Prompt: Return every entry below exactly as written.

↓↓↓

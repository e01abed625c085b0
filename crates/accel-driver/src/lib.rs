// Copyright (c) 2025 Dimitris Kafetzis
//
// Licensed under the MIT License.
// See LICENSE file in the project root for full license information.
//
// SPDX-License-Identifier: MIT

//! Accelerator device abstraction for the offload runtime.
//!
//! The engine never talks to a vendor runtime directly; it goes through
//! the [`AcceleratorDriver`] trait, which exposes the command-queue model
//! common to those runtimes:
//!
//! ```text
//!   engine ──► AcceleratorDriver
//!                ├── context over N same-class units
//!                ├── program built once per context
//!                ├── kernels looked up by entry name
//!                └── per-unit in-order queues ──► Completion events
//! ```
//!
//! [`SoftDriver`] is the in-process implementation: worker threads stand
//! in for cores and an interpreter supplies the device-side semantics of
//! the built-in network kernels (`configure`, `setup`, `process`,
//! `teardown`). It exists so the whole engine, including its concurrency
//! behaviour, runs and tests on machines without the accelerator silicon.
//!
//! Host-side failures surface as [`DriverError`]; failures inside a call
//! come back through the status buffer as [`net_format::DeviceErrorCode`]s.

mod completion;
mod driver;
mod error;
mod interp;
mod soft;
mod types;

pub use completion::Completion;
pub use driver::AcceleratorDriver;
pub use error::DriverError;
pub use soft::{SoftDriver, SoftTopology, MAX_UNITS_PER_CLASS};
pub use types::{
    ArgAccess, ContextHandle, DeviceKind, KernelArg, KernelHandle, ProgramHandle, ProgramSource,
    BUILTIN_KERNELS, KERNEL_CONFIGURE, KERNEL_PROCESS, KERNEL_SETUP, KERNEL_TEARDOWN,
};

↑↑↑

Solution to this problem:
repository e01abed625c085b0
filename crates/accel-driver/src/lib.rs
// Copyright (c) 2025 Dimitris Kafetzis
//
// Licensed under the MIT License.
// See LICENSE file in the project root for full license information.
//
// SPDX-License-Identifier: MIT

//! Accelerator device abstraction for the offload runtime.
//!
//! The engine never talks to a vendor runtime directly; it goes through
//! the [`AcceleratorDriver`] trait, which exposes the command-queue model
//! common to those runtimes:
//!
//! ```text
//!   engine ──► AcceleratorDriver
//!                ├── context over N same-class units
//!                ├── program built once per context
//!                ├── kernels looked up by entry name
//!                └── per-unit in-order queues ──► Completion events
//! ```
//!
//! [`SoftDriver`] is the in-process implementation: worker threads stand
//! in for cores and an interpreter supplies the device-side semantics of
//! the built-in network kernels (`configure`, `setup`, `process`,
//! `teardown`). It exists so the whole engine, including its concurrency
//! behaviour, runs and tests on machines without the accelerator silicon.
//!
//! Host-side failures surface as [`DriverError`]; failures inside a call
//! come back through the status buffer as [`net_format::DeviceErrorCode`]s.

mod completion;
mod driver;
mod error;
mod interp;
mod soft;
mod types;

pub use completion::Completion;
pub use driver::AcceleratorDriver;
pub use error::DriverError;
pub use soft::{SoftDriver, SoftTopology, MAX_UNITS_PER_CLASS};
pub use types::{
    ArgAccess, ContextHandle, DeviceKind, KernelArg, KernelHandle, ProgramHandle, ProgramSource,
    BUILTIN_KERNELS, KERNEL_CONFIGURE, KERNEL_PROCESS, KERNEL_SETUP, KERNEL_TEARDOWN,
};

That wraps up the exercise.